- _About this task_: Line by line, please look for the word "buffer" in the following records, then copy each line you find it in.

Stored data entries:
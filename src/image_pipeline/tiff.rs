//! TIFF export module
//!
//! Writes decoded RGB8 images as TIFF files with configurable compression.

mod standard_tiff_writer;
pub mod types;
mod writer;

#[cfg(test)]
mod tests;

pub use standard_tiff_writer::StandardTiffWriter;
pub use types::{TiffCompression, TiffConfig, TiffConfigBuilder};
pub use writer::TiffWriter;
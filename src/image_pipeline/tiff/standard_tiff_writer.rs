use std::io::{Cursor, Write};

use tiff::encoder::compression::DeflateLevel;
use tiff::encoder::{Compression, TiffEncoder, colortype};
use tiff::tags::Predictor;
use tracing::debug;

use crate::image_pipeline::common::error::{ConversionError, Result};
use crate::image_pipeline::conversions::RgbImage;
use crate::image_pipeline::tiff::types::{TiffCompression, TiffConfig};
use crate::image_pipeline::tiff::writer::TiffWriter;

pub struct StandardTiffWriter;

impl TiffWriter for StandardTiffWriter {
    fn write_rgb_tiff(&self, image: &RgbImage, output: &mut dyn Write, config: &TiffConfig) -> Result<()> {
        debug!("Encoding RGB TIFF image: {}x{}", image.width, image.height);

        let expected = image.width * image.height * 3;
        if image.data.len() != expected {
            return Err(ConversionError::ShapeMismatch(format!(
                "RGB image holds {} bytes, expected {}",
                image.data.len(),
                expected
            )));
        }

        let compression = match config.compression {
            TiffCompression::None => Compression::Uncompressed,
            TiffCompression::Lzw => Compression::Lzw,
            TiffCompression::DeflateFast => Compression::Deflate(DeflateLevel::Fast),
            TiffCompression::DeflateBalanced => Compression::Deflate(DeflateLevel::Balanced),
            TiffCompression::DeflateBest => Compression::Deflate(DeflateLevel::Best),
        };

        // The encoder needs Seek, so encode into memory first.
        let mut buffer = Vec::new();
        let mut encoder = TiffEncoder::new(Cursor::new(&mut buffer))
            .map_err(|e| ConversionError::EncodeError(e.to_string()))?
            .with_compression(compression);

        if let Some(2) = config.predictor {
            encoder = encoder.with_predictor(Predictor::Horizontal);
        }

        encoder
            .write_image::<colortype::RGB8>(image.width as u32, image.height as u32, &image.data)
            .map_err(|e| ConversionError::EncodeError(e.to_string()))?;

        output.write_all(&buffer)?;

        debug!("TIFF encoding complete, {} bytes", buffer.len());
        Ok(())
    }
}
//! Platform color resolution.
//!
//! The rendering host turns color strings into packed `0xAARRGGBB` integers.
//! Strings it cannot resolve (platform tokens such as `systemGray`) come back
//! as `None`, which the grayscale converter treats as "use a system gray".

use std::sync::OnceLock;

use regex_lite::Regex;

/// Resolve a color string to a packed ARGB integer.
pub trait ColorResolver {
    fn resolve(&self, color: &str) -> Option<u32>;
}

impl<F> ColorResolver for F
where
    F: Fn(&str) -> Option<u32>,
{
    fn resolve(&self, color: &str) -> Option<u32> {
        self(color)
    }
}

/// CSS color resolution: hex, `rgb()`/`rgba()`, and named colors.
///
/// Platform tokens are never resolved.
#[derive(Debug, Clone, Copy, Default, PartialEq, Eq)]
pub struct CssColorResolver;

impl ColorResolver for CssColorResolver {
    fn resolve(&self, color: &str) -> Option<u32> {
        let trimmed = color.trim();
        if let Some(hex) = trimmed.strip_prefix('#') {
            return parse_hex(hex);
        }
        if let Some(packed) = parse_functional(trimmed) {
            return Some(packed);
        }
        named_color(&trimmed.to_ascii_lowercase())
    }
}

const fn pack(r: u8, g: u8, b: u8, a: u8) -> u32 {
    ((a as u32) << 24) | ((r as u32) << 16) | ((g as u32) << 8) | (b as u32)
}

fn parse_hex(hex: &str) -> Option<u32> {
    if !hex.bytes().all(|b| b.is_ascii_hexdigit()) {
        return None;
    }
    let nibble = |i: usize| u8::from_str_radix(&hex[i..=i], 16).ok().map(|n| n * 17);
    let byte = |i: usize| u8::from_str_radix(&hex[i..i + 2], 16).ok();
    match hex.len() {
        3 => Some(pack(nibble(0)?, nibble(1)?, nibble(2)?, 0xFF)),
        4 => Some(pack(nibble(0)?, nibble(1)?, nibble(2)?, nibble(3)?)),
        6 => Some(pack(byte(0)?, byte(2)?, byte(4)?, 0xFF)),
        8 => Some(pack(byte(0)?, byte(2)?, byte(4)?, byte(6)?)),
        _ => None,
    }
}

fn rgb_pattern() -> Option<&'static Regex> {
    static PATTERN: OnceLock<Option<Regex>> = OnceLock::new();
    PATTERN
        .get_or_init(|| {
            Regex::new(
                r"^rgba?\(\s*([\d.]+)\s*,\s*([\d.]+)\s*,\s*([\d.]+)\s*(?:,\s*([\d.]+)\s*)?\)$",
            )
            .ok()
        })
        .as_ref()
}

fn parse_functional(value: &str) -> Option<u32> {
    let caps = rgb_pattern()?.captures(value)?;
    let number = |i: usize| -> Option<f64> { caps.get(i)?.as_str().parse().ok() };
    let channel = |i: usize| -> Option<u8> { Some(number(i)?.round().min(255.0) as u8) };
    let alpha = match caps.get(4) {
        Some(_) => (number(4)?.min(1.0) * 255.0).round() as u8,
        None => 0xFF,
    };
    Some(pack(channel(1)?, channel(2)?, channel(3)?, alpha))
}

fn named_color(name: &str) -> Option<u32> {
    let rgb: u32 = match name {
        "transparent" => return Some(0x0000_0000),
        "aliceblue" => 0xF0F8FF,
        "antiquewhite" => 0xFAEBD7,
        "aqua" | "cyan" => 0x00FFFF,
        "aquamarine" => 0x7FFFD4,
        "azure" => 0xF0FFFF,
        "beige" => 0xF5F5DC,
        "bisque" => 0xFFE4C4,
        "black" => 0x000000,
        "blanchedalmond" => 0xFFEBCD,
        "blue" => 0x0000FF,
        "blueviolet" => 0x8A2BE2,
        "brown" => 0xA52A2A,
        "burlywood" => 0xDEB887,
        "cadetblue" => 0x5F9EA0,
        "chartreuse" => 0x7FFF00,
        "chocolate" => 0xD2691E,
        "coral" => 0xFF7F50,
        "cornflowerblue" => 0x6495ED,
        "cornsilk" => 0xFFF8DC,
        "crimson" => 0xDC143C,
        "darkblue" => 0x00008B,
        "darkcyan" => 0x008B8B,
        "darkgoldenrod" => 0xB8860B,
        "darkgray" | "darkgrey" => 0xA9A9A9,
        "darkgreen" => 0x006400,
        "darkkhaki" => 0xBDB76B,
        "darkmagenta" => 0x8B008B,
        "darkolivegreen" => 0x556B2F,
        "darkorange" => 0xFF8C00,
        "darkorchid" => 0x9932CC,
        "darkred" => 0x8B0000,
        "darksalmon" => 0xE9967A,
        "darkseagreen" => 0x8FBC8F,
        "darkslateblue" => 0x483D8B,
        "darkslategray" | "darkslategrey" => 0x2F4F4F,
        "darkturquoise" => 0x00CED1,
        "darkviolet" => 0x9400D3,
        "deeppink" => 0xFF1493,
        "deepskyblue" => 0x00BFFF,
        "dimgray" | "dimgrey" => 0x696969,
        "dodgerblue" => 0x1E90FF,
        "firebrick" => 0xB22222,
        "floralwhite" => 0xFFFAF0,
        "forestgreen" => 0x228B22,
        "fuchsia" | "magenta" => 0xFF00FF,
        "gainsboro" => 0xDCDCDC,
        "ghostwhite" => 0xF8F8FF,
        "gold" => 0xFFD700,
        "goldenrod" => 0xDAA520,
        "gray" | "grey" => 0x808080,
        "green" => 0x008000,
        "greenyellow" => 0xADFF2F,
        "honeydew" => 0xF0FFF0,
        "hotpink" => 0xFF69B4,
        "indianred" => 0xCD5C5C,
        "indigo" => 0x4B0082,
        "ivory" => 0xFFFFF0,
        "khaki" => 0xF0E68C,
        "lavender" => 0xE6E6FA,
        "lavenderblush" => 0xFFF0F5,
        "lawngreen" => 0x7CFC00,
        "lemonchiffon" => 0xFFFACD,
        "lightblue" => 0xADD8E6,
        "lightcoral" => 0xF08080,
        "lightcyan" => 0xE0FFFF,
        "lightgoldenrodyellow" => 0xFAFAD2,
        "lightgray" | "lightgrey" => 0xD3D3D3,
        "lightgreen" => 0x90EE90,
        "lightpink" => 0xFFB6C1,
        "lightsalmon" => 0xFFA07A,
        "lightseagreen" => 0x20B2AA,
        "lightskyblue" => 0x87CEFA,
        "lightslategray" | "lightslategrey" => 0x778899,
        "lightsteelblue" => 0xB0C4DE,
        "lightyellow" => 0xFFFFE0,
        "lime" => 0x00FF00,
        "limegreen" => 0x32CD32,
        "linen" => 0xFAF0E6,
        "maroon" => 0x800000,
        "mediumaquamarine" => 0x66CDAA,
        "mediumblue" => 0x0000CD,
        "mediumorchid" => 0xBA55D3,
        "mediumpurple" => 0x9370DB,
        "mediumseagreen" => 0x3CB371,
        "mediumslateblue" => 0x7B68EE,
        "mediumspringgreen" => 0x00FA9A,
        "mediumturquoise" => 0x48D1CC,
        "mediumvioletred" => 0xC71585,
        "midnightblue" => 0x191970,
        "mintcream" => 0xF5FFFA,
        "mistyrose" => 0xFFE4E1,
        "moccasin" => 0xFFE4B5,
        "navajowhite" => 0xFFDEAD,
        "navy" => 0x000080,
        "oldlace" => 0xFDF5E6,
        "olive" => 0x808000,
        "olivedrab" => 0x6B8E23,
        "orange" => 0xFFA500,
        "orangered" => 0xFF4500,
        "orchid" => 0xDA70D6,
        "palegoldenrod" => 0xEEE8AA,
        "palegreen" => 0x98FB98,
        "paleturquoise" => 0xAFEEEE,
        "palevioletred" => 0xDB7093,
        "papayawhip" => 0xFFEFD5,
        "peachpuff" => 0xFFDAB9,
        "peru" => 0xCD853F,
        "pink" => 0xFFC0CB,
        "plum" => 0xDDA0DD,
        "powderblue" => 0xB0E0E6,
        "purple" => 0x800080,
        "rebeccapurple" => 0x663399,
        "red" => 0xFF0000,
        "rosybrown" => 0xBC8F8F,
        "royalblue" => 0x4169E1,
        "saddlebrown" => 0x8B4513,
        "salmon" => 0xFA8072,
        "sandybrown" => 0xF4A460,
        "seagreen" => 0x2E8B57,
        "seashell" => 0xFFF5EE,
        "sienna" => 0xA0522D,
        "silver" => 0xC0C0C0,
        "skyblue" => 0x87CEEB,
        "slateblue" => 0x6A5ACD,
        "slategray" | "slategrey" => 0x708090,
        "snow" => 0xFFFAFA,
        "springgreen" => 0x00FF7F,
        "steelblue" => 0x4682B4,
        "tan" => 0xD2B48C,
        "teal" => 0x008080,
        "thistle" => 0xD8BFD8,
        "tomato" => 0xFF6347,
        "turquoise" => 0x40E0D0,
        "violet" => 0xEE82EE,
        "wheat" => 0xF5DEB3,
        "white" => 0xFFFFFF,
        "whitesmoke" => 0xF5F5F5,
        "yellow" => 0xFFFF00,
        "yellowgreen" => 0x9ACD32,
        _ => return None,
    };
    Some(0xFF00_0000 | rgb)
}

- _Solution to the problem_:
        let mut buffer = Vec::new();
        let mut encoder = TiffEncoder::new(Cursor::new(&mut buffer))
        output.write_all(&buffer)?;
        debug!("TIFF encoding complete, {} bytes", buffer.len());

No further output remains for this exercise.